If the visualization don't work for you I can't help in the comments to visualize.

 

[TSny]

You have an interesting approach! I get the same result by using the standard method of finding the point where the normal force vanishes; except the nature of the inequality in your last inequality should be >. Think about the sign of $f''(x)$ once you're past the inflection point of $f(x)$. What happens to the nature of the inequality when you divide both sides by $f''(x)$?

 

[vinicius_linhares]

You have an interesting approach! I get the same result by using the standard method of finding the point where the normal force vanishes; except the nature of the inequality in your last inequality should be >. Think about the sign of $f''(x)$ once you're past the inflection point of $f(x)$. What happens to the nature of the inequality when you divide both sides by $f''(x)$?
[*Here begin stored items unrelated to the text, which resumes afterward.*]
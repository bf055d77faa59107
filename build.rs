use std::fs;
use std::path::Path;

// Compile-time defaults read from agent_config.h (not committed to git)
const SETTINGS: &[(&str, &str)] = &[
    ("WIFI_SSID", ""),
    ("WIFI_PASSWORD", ""),
    ("OTA_REPO_URL", ""),
    ("MQTT_BROKER_URL", "mqtt://172.16.0.35:1883"),
];

fn main() -> anyhow::Result<()> {
    // Necessary for ESP-IDF; host builds only compile agent-core logic
    if std::env::var("CARGO_CFG_TARGET_OS").as_deref() == Ok("espidf") {
        embuild::espidf::sysenv::output();
    }

    let config_path = "agent_config.h";
    println!("cargo:rerun-if-changed={}", config_path);

    let contents = if Path::new(config_path).exists() {
        fs::read_to_string(config_path)?
    } else {
        println!("cargo:warning=agent_config.h not found! Copy agent_config.h.example to agent_config.h and add your credentials.");
        String::new()
    };

    for (name, default) in SETTINGS {
        let define = format!("#define {}", name);
        let value = contents
            .lines()
            .find(|l| l.trim_start().starts_with(&define))
            .and_then(|l| l.split('"').nth(1))
            .unwrap_or(default);
        println!("cargo:rustc-env={}={}", name, value);
    }

    Ok(())
}
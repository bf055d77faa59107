// Sensor sampling and broker publishing

use crate::config::MqttTopics;
use std::fmt;
use std::time::{Duration, Instant};

#[derive(Debug, Clone, Copy, Default, PartialEq)]
pub struct SensorReading {
    pub temperature_c: Option<f32>,
    pub humidity_pct: Option<f32>,
}

pub trait SensorSource {
    fn sample(&mut self) -> SensorReading;
}

/// Publish/subscribe session on the MQTT broker.
pub trait Broker {
    type Error: fmt::Debug;

    fn publish(&mut self, topic: &str, payload: &[u8]) -> Result<(), Self::Error>;
    fn subscribe(&mut self, topic: &str) -> Result<(), Self::Error>;
}

impl<T: Broker + ?Sized> Broker for &mut T {
    type Error = T::Error;

    fn publish(&mut self, topic: &str, payload: &[u8]) -> Result<(), Self::Error> {
        (**self).publish(topic, payload)
    }

    fn subscribe(&mut self, topic: &str) -> Result<(), Self::Error> {
        (**self).subscribe(topic)
    }
}

/// Fixed-interval trigger, measured from construction.
#[derive(Debug, Clone)]
pub struct PublishSchedule {
    interval: Duration,
    last: Instant,
}

impl PublishSchedule {
    pub fn new(interval: Duration, start: Instant) -> Self {
        Self {
            interval,
            last: start,
        }
    }

    /// True at most once per interval; re-arms from `now` when it fires.
    pub fn is_due(&mut self, now: Instant) -> bool {
        if now.saturating_duration_since(self.last) >= self.interval {
            self.last = now;
            true
        } else {
            false
        }
    }
}

/// Publish every present value of `reading`; returns how many went out.
pub fn publish_reading<B: Broker>(
    broker: &mut B,
    topics: &MqttTopics,
    reading: &SensorReading,
) -> usize {
    let values = [
        (&topics.temperature, reading.temperature_c),
        (&topics.humidity, reading.humidity_pct),
    ];

    let mut published = 0;
    for (topic, value) in values {
        let Some(value) = value else { continue };
        let payload = format!("{:.1}", value);
        match broker.publish(topic, payload.as_bytes()) {
            Ok(()) => {
                log::info!("Published {} to {}", payload, topic);
                published += 1;
            }
            Err(e) => log::warn!("Failed to publish to {}: {:?}", topic, e),
        }
    }
    published
}

pub fn publish_version<B: Broker>(broker: &mut B, topic: &str, version: u32) -> Result<(), B::Error> {
    broker.publish(topic, version.to_string().as_bytes())?;
    log::info!("Published version: {} to {}", version, topic);
    Ok(())
}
Wow nice!! When you get bored can you write your approach? I , of course, tryed this vanishing normal approach but I didn't get much.

 

[vinicius_linhares]

You have an interesting approach! I get the same result by using the standard method of finding the point where the normal force vanishes; except the nature of the inequality in your last inequality should be >. Think about the sign of $f''(x)$ once you're past the inflection point of $f(x)$. What happens to the nature of the inequality when you divide both sides by $f''(x)$?

Yes! I really thought that the inequality was switched but didn't found my error. So you say I should think of $$f''(x')$$ as a negative number since it was the assumption and when I multiply both sides the inequality turns to a meaningful way? I will try it.

 

[vinicius_linhares]

You have an interesting approach! I get the same result by using the standard method of finding the point where the normal force vanishes; except the nature of the inequality in your last inequality should be >. Think about the sign of $f''(x)$ once you're past the inflection point of $f(x)$. What happens to the nature of the inequality when you divide both sides by $f''(x)$?
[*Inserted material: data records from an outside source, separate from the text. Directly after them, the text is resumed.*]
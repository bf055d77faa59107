use agent_core::http::{HttpClient, HttpResponse};
use agent_core::OtaError;
use embedded_svc::http::client::Client;
use esp_idf_svc::http::client::{Configuration as HttpConfig, EspHttpConnection};
use esp_idf_svc::io::Read;
use std::time::Duration;

const READ_CHUNK: usize = 1024;

/// Blocking HTTPS GET over the ESP-IDF client with the certificate bundle
/// attached. A fresh connection is opened per request.
pub struct EspHttpClient {
    timeout: Duration,
}

impl EspHttpClient {
    pub fn new(timeout: Duration) -> Self {
        Self { timeout }
    }

    fn transport<E: std::fmt::Debug>(context: &str) -> impl FnOnce(E) -> OtaError + '_ {
        move |e| OtaError::Transport(format!("{}: {:?}", context, e))
    }
}

impl HttpClient for EspHttpClient {
    fn get(&mut self, url: &str, max_body: usize) -> Result<HttpResponse, OtaError> {
        let config = HttpConfig {
            buffer_size: Some(4096),
            timeout: Some(self.timeout),
            crt_bundle_attach: Some(esp_idf_svc::sys::esp_crt_bundle_attach),
            ..Default::default()
        };

        let connection = EspHttpConnection::new(&config).map_err(Self::transport("connect"))?;
        let mut client = Client::wrap(connection);
        let request = client.get(url).map_err(Self::transport("request"))?;
        let mut response = request.submit().map_err(Self::transport("submit"))?;
        let status = response.status();
        log::debug!("GET {} -> {}", url, status);

        let mut body = Vec::new();
        let mut buf = [0u8; READ_CHUNK];
        loop {
            let bytes_read = response.read(&mut buf).map_err(Self::transport("read"))?;
            if bytes_read == 0 {
                break;
            }
            if body.len() + bytes_read > max_body {
                return Err(OtaError::InvalidSize(body.len() + bytes_read));
            }
            body.extend_from_slice(&buf[..bytes_read]);
        }

        Ok(HttpResponse { status, body })
    }
}
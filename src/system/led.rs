use agent_core::device::StatusLed;
use anyhow::Result;
use esp_idf_hal::gpio::{AnyOutputPin, Output, PinDriver};

/// Status LED on a plain GPIO, active high.
pub struct GpioLed {
    pin: PinDriver<'static, AnyOutputPin, Output>,
}

impl GpioLed {
    /// The pin number comes from runtime config, so the pin is claimed by
    /// number rather than taken from `Peripherals`.
    pub fn new(gpio: u8) -> Result<Self> {
        // Safety: the configured LED pin is not handed to any other driver
        let pin = unsafe { AnyOutputPin::new(i32::from(gpio)) };
        let mut pin = PinDriver::output(pin)?;
        pin.set_low()?;
        log::info!("Status LED on GPIO{}", gpio);
        Ok(Self { pin })
    }
}

impl StatusLed for GpioLed {
    fn set(&mut self, on: bool) {
        let result = if on { self.pin.set_high() } else { self.pin.set_low() };
        if let Err(e) = result {
            log::warn!("Failed to drive LED: {:?}", e);
        }
    }
}
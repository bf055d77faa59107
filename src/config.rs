use agent_core::AgentConfig;
use anyhow::Result;
use esp_idf_svc::nvs::{EspDefaultNvsPartition, EspNvs, NvsDefault};

const CONFIG_NAMESPACE: &str = "ota_agent";
const CONFIG_KEY: &str = "config";

/// Defaults compiled in by build.rs from agent_config.h
pub fn compiled_defaults() -> AgentConfig {
    let mut config = AgentConfig::default();
    config.wifi.ssid = env!("WIFI_SSID").to_string();
    config.wifi.password = env!("WIFI_PASSWORD").to_string();
    config.ota.repo_url = env!("OTA_REPO_URL").to_string();
    config.mqtt.broker_url = env!("MQTT_BROKER_URL").to_string();

    log::info!(
        "Config default: SSID='{}', Password={}, repo='{}'",
        config.wifi.ssid,
        if config.wifi.password.is_empty() { "<empty>" } else { "<set>" },
        config.ota.repo_url
    );
    config
}

pub fn load_or_default(partition: EspDefaultNvsPartition) -> Result<AgentConfig> {
    let mut nvs = EspNvs::new(partition, CONFIG_NAMESPACE, true)?;

    match load_from_nvs(&nvs) {
        Ok(mut config) => {
            log::info!("Loaded configuration from NVS");

            // Blank endpoints in NVS fall back to the compiled-in ones
            let defaults = compiled_defaults();
            let mut patched = false;
            if config.wifi.ssid.is_empty() {
                log::warn!("NVS WiFi credentials empty, using compiled defaults: SSID='{}'", defaults.wifi.ssid);
                config.wifi = defaults.wifi;
                patched = true;
            }
            if config.ota.repo_url.is_empty() {
                config.ota.repo_url = defaults.ota.repo_url;
                patched = true;
            }
            if config.mqtt.broker_url.is_empty() {
                config.mqtt.broker_url = defaults.mqtt.broker_url;
                patched = true;
            }

            if patched {
                if let Err(e) = save_to_nvs(&mut nvs, &config) {
                    log::warn!("Failed to save updated config: {:?}", e);
                }
            }
            Ok(config)
        }
        Err(e) => {
            log::warn!("Failed to load config from NVS: {:?}, using defaults", e);
            let config = compiled_defaults();

            // Try to save default config to NVS for next time
            if let Err(save_err) = save_to_nvs(&mut nvs, &config) {
                log::warn!("Failed to save default config to NVS: {:?}", save_err);
            }
            Ok(config)
        }
    }
}

fn load_from_nvs(nvs: &EspNvs<NvsDefault>) -> Result<AgentConfig> {
    let mut buf = vec![0u8; 2048]; // Max config size
    let data = nvs
        .get_blob(CONFIG_KEY, &mut buf)?
        .ok_or_else(|| anyhow::anyhow!("Config not found in NVS"))?;

    let config: AgentConfig = serde_json::from_slice(data)?;
    Ok(config)
}

fn save_to_nvs(nvs: &mut EspNvs<NvsDefault>, config: &AgentConfig) -> Result<()> {
    let json = serde_json::to_vec(config)?;
    nvs.set_blob(CONFIG_KEY, &json)?;
    log::info!("Configuration saved to NVS");
    Ok(())
}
So it worked out. The very strange thing that it leads, assuming only positive velocity, is that the velocity for a object leaves the ground at $x'$ is independent of the mass of the body!!! Do you follow that conclusion.

 

[TSny]

Yes! I really thought that the inequality was switched but didn't found my error. So you say I should think of $$f''(x')$$ as a negative number since it was the assumption and when I multiply both sides the inequality turns to a meaningful way? I will try it.

The car can only leave the hill at points where the hill is concave downward; i.e., $f''(x)< 0$. So, it might be less confusing when you're working with inequalities to write $f''(x) = - |f''(x)]$.

 

[TSny]

So it worked out. The very strange thing that it leads, assuming only positive velocity, is that the velocity por a object leaves the ground at x' is independent of the mass of the body!!! Do you follow that conclusion.
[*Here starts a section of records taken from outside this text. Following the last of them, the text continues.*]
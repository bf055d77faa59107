use anyhow::Result;

// Generate ESP-IDF app descriptor
#[cfg(target_os = "espidf")]
#[allow(unexpected_cfgs)]
mod app_desc {
    esp_idf_sys::esp_app_desc!();
}

#[cfg(target_os = "espidf")]
mod config;
mod logging;
#[cfg(target_os = "espidf")]
mod mqtt;
#[cfg(target_os = "espidf")]
mod network;
#[cfg(target_os = "espidf")]
mod ota;
#[cfg(target_os = "espidf")]
mod sensors;
#[cfg(target_os = "espidf")]
mod system;
mod version;

#[cfg(target_os = "espidf")]
fn main() -> Result<()> {
    use agent_core::Agent;
    use log::info;
    use esp_idf_hal::peripherals::Peripherals;
    use esp_idf_svc::{eventloop::EspSystemEventLoop, nvs::EspDefaultNvsPartition};
    use std::time::{Duration, Instant};

    use crate::network::EspWifiLink;
    use crate::sensors::ChipSensors;
    use crate::system::{reset, storage, EspRestart, GpioLed};

    // Initialize ESP-IDF
    esp_idf_svc::sys::link_patches();
    logging::init_logger()?;

    info!("{} starting", version::full_version());
    info!("Boot reason: {}", reset::get_reset_reason());
    info!("Running from app partition {}", ota::running_partition_label());
    if reset::was_software_reset() {
        info!("Software reset detected, previous boot installed an update or lost the network");
    }

    let peripherals = Peripherals::take()?;
    let sys_loop = EspSystemEventLoop::take()?;
    let nvs = EspDefaultNvsPartition::take()?;

    let config = config::load_or_default(nvs.clone())?;
    if !logging::set_max_level_from_str(&config.log_level) {
        log::warn!("Unknown log level '{}', keeping info", config.log_level);
    }

    let restart = EspRestart;
    let mut link = EspWifiLink::new(peripherals.modem, sys_loop, nvs)?;
    info!("WiFi MAC: {}", link.get_mac());

    // Data partition only holds the version record; firmware lives in the app slots
    let data_mounted = match storage::mount_littlefs() {
        Ok(()) => true,
        Err(e) => {
            log::error!("Data partition unavailable, skipping update: {:?}", e);
            false
        }
    };

    if data_mounted {
        match config.validate() {
            Ok(()) => {
                if let Err(e) = run_update(&config, &mut link, &restart) {
                    log::error!("Update pass aborted: {:?}", e);
                }
            }
            Err(e) => log::error!("Invalid configuration, skipping update: {}", e),
        }
    }

    let installed_version = if data_mounted {
        read_installed_version(&config)
    } else {
        None
    };

    let led = GpioLed::new(config.led_gpio)?;
    let sensors = ChipSensors::new();
    let (session, events) = mqtt::connect(&config.mqtt)?;
    let mut agent = Agent::new(
        &config,
        installed_version,
        session,
        sensors,
        led,
        &restart,
        Instant::now(),
    );

    info!("Entering main loop, publishing every {}s", config.publish_interval_secs);
    loop {
        while let Ok(event) = events.try_recv() {
            agent.handle(event);
        }
        agent.tick(Instant::now());
        std::thread::sleep(Duration::from_millis(100));
    }
}

/// One OTA pass. Only returns when no restart was requested.
#[cfg(target_os = "espidf")]
fn run_update(
    config: &agent_core::AgentConfig,
    link: &mut network::EspWifiLink,
    restart: &system::EspRestart,
) -> Result<()> {
    use agent_core::storage::FsStorage;
    use agent_core::{OtaOutcome, OtaUpdater};

    let mut slot = ota::EspFirmwareSlot::new()?;
    let mut fs = FsStorage::new(system::storage::MOUNT_POINT);
    let mut http = network::EspHttpClient::new(config.ota.http_timeout());

    let mut updater = OtaUpdater::new(config, link, &mut http, &mut fs, &mut slot, restart)?;
    log::info!("Current version: {}", updater.current_version());
    match updater.update_if_available() {
        OtaOutcome::Rebooting(cause) => {
            // Only reached if the restart request returned
            log::error!("Restart after {:?} did not happen", cause);
        }
        outcome => log::info!("OTA finished: {:?}", outcome),
    }
    Ok(())
}

/// The version to announce over MQTT; `None` when the record cannot be read.
#[cfg(target_os = "espidf")]
fn read_installed_version(config: &agent_core::AgentConfig) -> Option<u32> {
    use agent_core::ota::VersionStore;
    use agent_core::storage::FsStorage;

    let fs = FsStorage::new(system::storage::MOUNT_POINT);
    match VersionStore::read(&fs, &config.ota.version_filename) {
        Ok(version) => Some(version),
        Err(e) => {
            log::warn!("Could not read version record: {}", e);
            None
        }
    }
}

#[cfg(not(target_os = "espidf"))]
fn main() -> Result<()> {
    logging::init_logger()?;
    log::error!(
        "{} must be built for an ESP-IDF target; run `cargo test -p agent-core` for the host logic",
        version::full_version()
    );
    std::process::exit(1);
}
Yes, it's not surprising that the mass cancels out. Here's an outline of the normal force approach.

The radius of curvature at a point $\left(x, f(x)\right)$ of the hill is given by $$R =\frac{ \left[1+f’(x)^2\right]^{3/2}}{|f’’(x)|}.$$ At this point, the car may be considered as moving along a circle with this radius. Then Newton’s second law gives $$mg \cos \theta – N = \frac{mv^2}{R}$$ where $\theta$ is the angle satisfying $\tan \theta = f’(x)$. So, $\cos \theta = \large \frac 1 {\left[1+f’(x)^2\right]^{1/2}}$. Note that $m$ will cancel when $N$ goes to zero.

You have your energy expression for $v$. Substituting these expressions for $R, \cos \theta$ and $v$ into the 2^nd law equation, you can get $N$ in terms of $E_0$, $f(x)$, $f’(x)$, and $f’’(x)$. Setting $N = 0$ gives the relation between $E_0$ and the point $x$ at which the car leaves the surface of the hill.